Я мог бы одним ударом рассчитаться с человеком, осмелившимся опорочить мое чистое имя, но послушался голоса благоразумия. «Несчастье моей дочери еще никому не известно, — подумал я. — Она сама тоже ничего не знает об этом. Зачем же обнажать перед людьми гнойную рану? Ее надо лечить втайне. Пусть сердце моей дочери останется спокойным, а честь царского трона незапятнанной». Подумав так, я обратился к царю. Я беседовал с ним, как отец, уговаривал его обуздать свои страсти и сойти с пути бесчестия. Я просил, я умолял пощадить нежное, хрупкое, не привычное к печалям сердце моей дочери. Я убеждал его пощадить честь армянской царской короны… Он не хотел признаться в своей вине, он смеялся над моими подозрениями и ловкими речами старался усыпить их. Тогда я привел доказательства. Он не мог их опровергнуть и смутился. О, нет тяжелее наказания для честного человека, чем видеть перед собою преступным и пристыженным мужчину, в ком некогда ты уважал добродетель, честность, верность, в ком были заключены твои лучшие чаяния, мужчину, которого ты считал героем и рыцарем. Это тяжкое горе я испытал как армянин, а потом исстрадался как отец, когда взвесил тяжесть удара, который должен был обрушиться на мою дочь.
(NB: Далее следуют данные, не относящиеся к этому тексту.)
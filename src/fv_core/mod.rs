pub mod condition;
pub mod geometry;
pub mod gradient;
pub mod initial;
pub mod mesh;
pub mod mesh_builder;
pub mod neighbors;
pub mod reconstruction;
pub mod residual;
pub mod riemann;
pub mod space_disc;
extern crate nalgebra as na;

use crate::error::{Result, SolverError};
use crate::fv_core::geometry::Vector;
use crate::fv_core::mesh::{Grid, Mesh};
use crate::fv_core::neighbors::Stencil;
use crate::linalg::{invert_leading_block, LinalgError};

//traits
pub trait CellGradientCalculator {
    fn compute(&self, mesh: &mut Mesh) -> Result<()>;
}

//structs
/// Gradients stay zero; used with first-order reconstruction.
pub struct ZeroCellGradient;

/// Inverse-distance weighted least-squares gradient. The normal equations
/// only depend on geometry, so each cell stores the coefficients `c_k` with
/// `grad u_i = sum_k c_k (u_k - u_i)`.
pub struct LeastSquareCellGradient {
    coefficients: Vec<Vec<(usize, Vector)>>,
}

//implementation
impl CellGradientCalculator for ZeroCellGradient {
    fn compute(&self, mesh: &mut Mesh) -> Result<()> {
        for i in 0..mesh.num_cells() {
            mesh.fields
                .gradient_mut(i)
                .iter_mut()
                .for_each(|g| *g = Vector::zeros());
        }
        Ok(())
    }
}

impl LeastSquareCellGradient {
    pub fn new(grid: &Grid, stencil: &Stencil) -> Result<Self> {
        let dim = grid.dimension;
        let mut coefficients = Vec::with_capacity(grid.num_cells());
        for cell in grid.cells() {
            let xi = cell.centroid();
            let mut a = na::Matrix3::zeros();
            let mut weighted = Vec::with_capacity(stencil[cell.index].len());
            for n in &stencil[cell.index] {
                let dx = grid[n.cell].centroid() + n.offset - xi;
                let w = 1.0 / dx.norm();
                a += w * dx * dx.transpose();
                weighted.push((n.cell, w * dx));
            }
            let inv = invert_leading_block(&a, dim).map_err(|e| match e {
                LinalgError::Singular => SolverError::SingularStencil { cell: cell.index },
                other => SolverError::from(other),
            })?;
            coefficients.push(weighted.into_iter().map(|(k, wdx)| (k, inv * wdx)).collect());
        }
        Ok(LeastSquareCellGradient { coefficients })
    }
}

impl CellGradientCalculator for LeastSquareCellGradient {
    fn compute(&self, mesh: &mut Mesh) -> Result<()> {
        let fields = &mut mesh.fields;
        let num_vars = fields.num_vars();
        let mut grad = vec![Vector::zeros(); num_vars];
        for (i, coeffs) in self.coefficients.iter().enumerate() {
            grad.iter_mut().for_each(|g| *g = Vector::zeros());
            let ui = fields.u(i);
            for (k, c) in coeffs {
                let uk = fields.u(*k);
                for v in 0..num_vars {
                    grad[v] += c * (uk[v] - ui[v]);
                }
            }
            fields.gradient_mut(i).copy_from_slice(&grad);
        }
        Ok(())
    }
}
Наконец царь признался мне в своей слабости и обещал порвать все с женой Цлик-Амрама. Обрадованный, я вернулся в Гардман. Но вот наступает лето, и он отправляет царицу на Сюнийские урочища, а сам едет гостить в Севордские горы к княгине Аспрам. Я не стерпел — написал ему укоризненное послание с требованием немедленно удалиться из страны севордцев. В противном случае я угрожал силой изгнать его из милых ему мест. Твой царь не только оставил без внимания мое письмо, но даже посмеялся над моими угрозами. «Что это? Неужели гардманцы воюют против влюбленных?» — спросил он моего посланца. Тогда я, вообще не переносивший насмешек, решил проучить своего обнаглевшего зятя, но сначала хотел подготовить к этому свою несчастную дочь. Это было нелегко для любящего отца.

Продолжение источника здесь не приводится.